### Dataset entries
□ □ □
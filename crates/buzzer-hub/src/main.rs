//! Quiz buzzer hub, headless runner.
//!
//! Finds the buzzers on the local network, optionally connects to all of
//! them, and logs every domain event (connections, drops, presses) until
//! Ctrl-C.
//!
//! # Architecture
//!
//! ```text
//! main()
//!  └─ load HubConfig            -- file, then CLI / env overrides
//!  └─ HttpTransport
//!       ├─ DiscoveryService     -- subnet sweep
//!       └─ CommunicationService -- sessions + monitor loops
//!  └─ BuzzerManager             -- registry + event pump
//!       └─ event logger task    -- subscribes to domain events
//! ```

use std::path::PathBuf;
use std::sync::Arc;

use anyhow::Context;
use buzzer_core::{BuzzerEvent, NetworkPrefix};
use clap::Parser;
use tokio::sync::broadcast;
use tracing::{info, warn};
use tracing_subscriber::EnvFilter;

use buzzer_hub::application::manage_buzzers::BuzzerManager;
use buzzer_hub::infrastructure::network::communication::{CommunicationService, SessionSettings};
use buzzer_hub::infrastructure::network::discovery::{DiscoveryService, DiscoverySettings};
use buzzer_hub::infrastructure::network::transport::{BuzzerTransport, HttpTransport};
use buzzer_hub::infrastructure::storage::config::{self, HubConfig};

// ── CLI argument definitions ──────────────────────────────────────────────────

/// Discovers quiz buzzers on a /24 network and reports their events.
#[derive(Debug, Parser)]
#[command(
    name = "buzzer-hub",
    about = "Discovery and session hub for networked quiz buzzers",
    version
)]
struct Cli {
    /// Path of the TOML config file.
    ///
    /// Defaults to `config.toml` in the platform config directory; a missing
    /// file means "all defaults".
    #[arg(long, env = "QUIZBUZZER_CONFIG")]
    config: Option<PathBuf>,

    /// Network to sweep, as its first three octets (e.g. `192.168.1`).
    #[arg(long, env = "QUIZBUZZER_PREFIX")]
    prefix: Option<NetworkPrefix>,

    /// Only keep devices whose name starts with this, ignoring case.
    #[arg(long, env = "QUIZBUZZER_FILTER")]
    filter: Option<String>,

    /// Connect to every discovered device.
    #[arg(long)]
    connect: bool,
}

impl Cli {
    /// Loads the config file and applies the command-line overrides.
    fn load_config(&self) -> anyhow::Result<HubConfig> {
        let mut cfg = match &self.config {
            Some(path) => config::load_config_from(path)
                .with_context(|| format!("failed to load config from {}", path.display()))?,
            None => config::load_config().context("failed to load config")?,
        };

        if let Some(prefix) = self.prefix {
            cfg.discovery.network_prefix = prefix;
        }
        if let Some(filter) = &self.filter {
            cfg.discovery.name_filter = filter.clone();
        }
        Ok(cfg)
    }
}

// ── Entry point ───────────────────────────────────────────────────────────────

#[tokio::main]
async fn main() -> anyhow::Result<()> {
    let cli = Cli::parse();
    let cfg = cli.load_config()?;

    // `RUST_LOG` wins over the configured level.
    tracing_subscriber::fmt()
        .with_env_filter(
            EnvFilter::try_from_default_env()
                .unwrap_or_else(|_| EnvFilter::new(&cfg.hub.log_level)),
        )
        .init();

    let discovery_settings = DiscoverySettings::from(&cfg.discovery);
    let session_settings = SessionSettings::from(&cfg.session);

    // ── Wiring ────────────────────────────────────────────────────────────────
    let transport: Arc<dyn BuzzerTransport> = Arc::new(
        HttpTransport::new(session_settings.request_timeout)
            .context("failed to initialise HTTP transport")?,
    );
    let scanner = Arc::new(DiscoveryService::new(Arc::clone(&transport), discovery_settings));
    info!(
        "buzzer hub starting: network {}, probe timeout {:?}, filter {:?}",
        scanner.settings().network_prefix,
        scanner.settings().probe_timeout,
        cfg.discovery.name_filter
    );
    let (communication, communication_events) =
        CommunicationService::new(transport, session_settings);
    let manager = BuzzerManager::new(
        scanner,
        communication,
        communication_events,
        cfg.hub.event_capacity,
    );

    let logger = tokio::spawn(log_events(manager.subscribe()));

    // ── Discovery ─────────────────────────────────────────────────────────────
    let devices = manager.discover(&cfg.discovery.name_filter).await;
    if devices.is_empty() {
        warn!("no buzzers found");
    }
    for device in &devices {
        info!("  {} at {} ({}) id={}", device.name, device.ip, device.mac, device.id);
    }

    if cli.connect {
        for device in &devices {
            if !manager.connect(device.id).await {
                warn!("could not connect to {}", device.name);
            }
        }
    }

    // ── Run until Ctrl-C ──────────────────────────────────────────────────────
    info!("buzzer hub ready.  Press Ctrl-C to exit.");
    tokio::signal::ctrl_c()
        .await
        .context("failed to listen for Ctrl-C")?;
    info!("shutdown signal received");

    manager.shutdown().await;
    logger.abort();

    info!("buzzer hub stopped");
    Ok(())
}

/// Logs every domain event until the channel closes.
async fn log_events(mut events: broadcast::Receiver<BuzzerEvent>) {
    loop {
        match events.recv().await {
            Ok(event) => match &event.payload {
                Some(payload) => info!(
                    "[{}] {:?} ({payload}) at {}",
                    event.device_name, event.kind, event.timestamp
                ),
                None => info!("[{}] {:?} at {}", event.device_name, event.kind, event.timestamp),
            },
            Err(broadcast::error::RecvError::Lagged(skipped)) => {
                warn!("event logger fell behind; {skipped} event(s) skipped");
            }
            Err(broadcast::error::RecvError::Closed) => break,
        }
    }
}

// ── Tests ─────────────────────────────────────────────────────────────────────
□ □ □
Nothing but a number is wanted here: please count the lines in the entries above that include the word "HttpTransport".

### RESPONSE BOX
3